(PROBLEM STATEMENT):
Write out every record below exactly, so that nothing differs from what is shown.

─── RECORD SET

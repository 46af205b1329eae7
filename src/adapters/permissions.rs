//! In-process PermissionChecker backed by a static grant set.
//!
//! Group administration lives in the admin console outside this crate; the
//! deployment wires granted user ids in at startup. Tests use the same
//! adapter.

use std::collections::HashSet;

use async_trait::async_trait;

use crate::domain::UserId;
use crate::ports::{PermissionChecker, PermissionError};

#[derive(Debug, Clone, Default)]
pub struct StaticPermissionChecker {
    grants: HashSet<(UserId, String)>,
    allow_all: bool,
}

impl StaticPermissionChecker {
    /// No grants at all.
    pub fn deny_all() -> Self {
        Self::default()
    }

    /// Every permission granted to every user.
    pub fn allow_all() -> Self {
        Self {
            grants: HashSet::new(),
            allow_all: true,
        }
    }

    /// Grants one permission to one user.
    pub fn grant(mut self, user_id: UserId, permission: &str) -> Self {
        self.grants.insert((user_id, permission.to_string()));
        self
    }
}

#[async_trait]
impl PermissionChecker for StaticPermissionChecker {
    async fn has_permission(
        &self,
        user_id: UserId,
        permission: &str,
    ) -> Result<bool, PermissionError> {
        Ok(self.allow_all || self.grants.contains(&(user_id, permission.to_string())))
    }
}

──────

(ANSWER BELOW):
repository 46af205b1329eae7
filename src/adapters/permissions.rs
//! In-process PermissionChecker backed by a static grant set.
//!
//! Group administration lives in the admin console outside this crate; the
//! deployment wires granted user ids in at startup. Tests use the same
//! adapter.

use std::collections::HashSet;

use async_trait::async_trait;

use crate::domain::UserId;
use crate::ports::{PermissionChecker, PermissionError};

#[derive(Debug, Clone, Default)]
pub struct StaticPermissionChecker {
    grants: HashSet<(UserId, String)>,
    allow_all: bool,
}

impl StaticPermissionChecker {
    /// No grants at all.
    pub fn deny_all() -> Self {
        Self::default()
    }

    /// Every permission granted to every user.
    pub fn allow_all() -> Self {
        Self {
            grants: HashSet::new(),
            allow_all: true,
        }
    }

    /// Grants one permission to one user.
    pub fn grant(mut self, user_id: UserId, permission: &str) -> Self {
        self.grants.insert((user_id, permission.to_string()));
        self
    }
}

#[async_trait]
impl PermissionChecker for StaticPermissionChecker {
    async fn has_permission(
        &self,
        user_id: UserId,
        permission: &str,
    ) -> Result<bool, PermissionError> {
        Ok(self.allow_all || self.grants.contains(&(user_id, permission.to_string())))
    }
}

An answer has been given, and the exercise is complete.